The high level of resistance of glioblastoma multiforme (GBM) to currently used chemotherapies and other conventional therapies, its invasive characteristics and the presence of stem-like cells are the major factors that make the treatment of GBM difficult. Recent studies have demonstrated that the homeostasis of energy metabolism, glycolysis and mitochondrial oxidation of glucose are important for GBM cell growth and chemo-resistance. However, it is not clear which specific gene(s) are involved in the homeostasis of energy metabolism and invasiveness of GBM cells. We performed a preliminary analysis of data obtained from Gene Expression Omnibus profiles and determined that malic enzyme 2 (ME2) expression was positively associated with WHO grade in human primary gliomas. Hence, we evaluated the detailed working mechanisms of ME2 in human GBM cell processes, including proliferation, cell cycle, invasion, migration, ROS, and ATP production.

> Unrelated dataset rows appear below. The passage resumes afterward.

use std::fmt::{Display, Formatter};

use thiserror::Error;

type BoxedSource = Box<dyn std::error::Error + Send + Sync + 'static>;

#[derive(PartialEq, Eq, Hash, Clone, Copy, Debug)]
pub enum ErrorKind {
    BadRequest,
    NotFound,
    Conflict,
    PreconditionFailed,
    Unauthorized,
    Scanner,
    Internal,
}

impl Display for ErrorKind {
    fn fmt(&self, f: &mut Formatter<'_>) -> std::fmt::Result {
        write!(
            f,
            "{}",
            match self {
                ErrorKind::BadRequest => "BAD_REQUEST",
                ErrorKind::NotFound => "NOT_FOUND",
                ErrorKind::Conflict => "CONFLICT",
                ErrorKind::PreconditionFailed => "PRECONDITION",
                ErrorKind::Unauthorized => "UNAUTHORIZED",
                ErrorKind::Scanner => "SCANNER_ERROR",
                ErrorKind::Internal => "INTERNAL_ERROR",
            }
        )
    }
}

/// Transport-agnostic error shared by every store and controller.
#[derive(Error, Debug)]
pub enum Error {
    #[error("bad request: {0}")]
    BadRequest(String),

    #[error("not found: {0}")]
    NotFound(String),

    #[error("conflict: {0}")]
    Conflict(String),

    #[error("precondition failed: {0}")]
    PreconditionFailed(String),

    #[error("unauthorized: {0}")]
    Unauthorized(String),

    #[error("scanner error: {0}")]
    Scanner(String),

    #[error("{message}")]
    Internal {
        message: String,
        #[source]
        source: Option<BoxedSource>,
    },
}

pub type Result<T, E = Error> = std::result::Result<T, E>;

impl Error {
    pub fn internal(message: impl Into<String>) -> Self {
        Error::Internal {
            message: message.into(),
            source: None,
        }
    }

    pub fn internal_with<E>(message: impl Into<String>, source: E) -> Self
    where
        E: std::error::Error + Send + Sync + 'static,
    {
        Error::Internal {
            message: message.into(),
            source: Some(Box::new(source)),
        }
    }

    pub fn kind(&self) -> ErrorKind {
        match self {
            Error::BadRequest(_) => ErrorKind::BadRequest,
            Error::NotFound(_) => ErrorKind::NotFound,
            Error::Conflict(_) => ErrorKind::Conflict,
            Error::PreconditionFailed(_) => ErrorKind::PreconditionFailed,
            Error::Unauthorized(_) => ErrorKind::Unauthorized,
            Error::Scanner(_) => ErrorKind::Scanner,
            Error::Internal { .. } => ErrorKind::Internal,
        }
    }

    pub fn is_conflict(&self) -> bool {
        self.kind() == ErrorKind::Conflict
    }

    pub fn is_not_found(&self) -> bool {
        self.kind() == ErrorKind::NotFound
    }

    /// Prefixes the message with `context`, keeping the kind.
    pub fn context(self, context: impl Display) -> Self {
        match self {
            Error::BadRequest(m) => Error::BadRequest(format!("{context}: {m}")),
            Error::NotFound(m) => Error::NotFound(format!("{context}: {m}")),
            Error::Conflict(m) => Error::Conflict(format!("{context}: {m}")),
            Error::PreconditionFailed(m) => Error::PreconditionFailed(format!("{context}: {m}")),
            Error::Unauthorized(m) => Error::Unauthorized(format!("{context}: {m}")),
            Error::Scanner(m) => Error::Scanner(format!("{context}: {m}")),
            Error::Internal { message, source } => Error::Internal {
                message: format!("{context}: {message}"),
                source,
            },
        }
    }
}

impl From<serde_json::Error> for Error {
    fn from(value: serde_json::Error) -> Self {
        Error::internal_with("json serialization error", value)
    }
}

#[cfg(test)]
mod tests {
    use super::*;

    #[test]
    fn context_keeps_the_kind_and_prefixes_the_message() {
        let err = Error::Conflict("a previous scanning is Pending".to_string())
            .context("scan controller: scan");

        assert_eq!(err.kind(), ErrorKind::Conflict);
        assert_eq!(
            err.to_string(),
            "conflict: scan controller: scan: a previous scanning is Pending"
        );
    }

    #[test]
    fn internal_errors_expose_their_source() {
        let io = std::io::Error::other("disk on fire");
        let err = Error::internal_with("unable to persist", io);

        assert_eq!(err.kind(), ErrorKind::Internal);
        assert!(std::error::Error::source(&err).is_some());
    }
}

Our data demonstrated that ME2 was involved in GBM growth, invasion and migration. ME2 has two cofactors, NAD+ or NADP+, which are used to produce NADH and NADPH for ATP production and ROS clearance, respectively. If the catalytic activity of ME2 is determined to be critical for its roles in GBM growth, invasion and migration, small molecule inhibitors of ME2 may be valuable drugs for GBM therapy. We hope that our current data provides a candidate treatment strategy for GBM.